#### [What the exercise asks]
In the listing below, locate the lines that hold the string "caught". Copy those lines.

#### [Provided records]
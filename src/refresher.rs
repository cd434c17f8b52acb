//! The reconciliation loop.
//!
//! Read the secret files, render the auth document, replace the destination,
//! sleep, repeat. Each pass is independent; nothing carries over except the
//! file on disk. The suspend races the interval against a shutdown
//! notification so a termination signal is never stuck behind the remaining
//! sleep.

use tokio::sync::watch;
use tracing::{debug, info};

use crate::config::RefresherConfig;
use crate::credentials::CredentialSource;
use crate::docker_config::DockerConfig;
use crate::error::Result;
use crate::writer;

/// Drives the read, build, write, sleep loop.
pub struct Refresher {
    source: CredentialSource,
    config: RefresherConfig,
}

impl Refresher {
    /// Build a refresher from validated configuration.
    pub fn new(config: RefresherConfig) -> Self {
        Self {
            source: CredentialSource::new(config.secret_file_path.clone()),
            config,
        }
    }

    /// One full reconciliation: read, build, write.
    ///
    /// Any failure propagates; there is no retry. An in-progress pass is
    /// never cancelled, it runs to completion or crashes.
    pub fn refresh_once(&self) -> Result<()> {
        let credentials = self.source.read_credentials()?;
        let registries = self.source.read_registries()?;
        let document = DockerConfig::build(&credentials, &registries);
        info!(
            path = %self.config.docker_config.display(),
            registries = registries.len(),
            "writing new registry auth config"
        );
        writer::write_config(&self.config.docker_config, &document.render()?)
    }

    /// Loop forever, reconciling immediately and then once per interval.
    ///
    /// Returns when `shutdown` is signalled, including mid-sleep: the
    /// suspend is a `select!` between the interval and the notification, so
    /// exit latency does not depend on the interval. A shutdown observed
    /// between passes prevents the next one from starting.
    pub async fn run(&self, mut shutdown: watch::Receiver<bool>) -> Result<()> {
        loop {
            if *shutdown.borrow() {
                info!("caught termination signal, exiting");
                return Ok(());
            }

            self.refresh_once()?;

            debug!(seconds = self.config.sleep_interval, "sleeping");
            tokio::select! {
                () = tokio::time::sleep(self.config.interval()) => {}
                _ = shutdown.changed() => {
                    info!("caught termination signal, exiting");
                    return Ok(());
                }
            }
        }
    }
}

#### [Your response]
                info!("caught termination signal, exiting");
                    info!("caught termination signal, exiting");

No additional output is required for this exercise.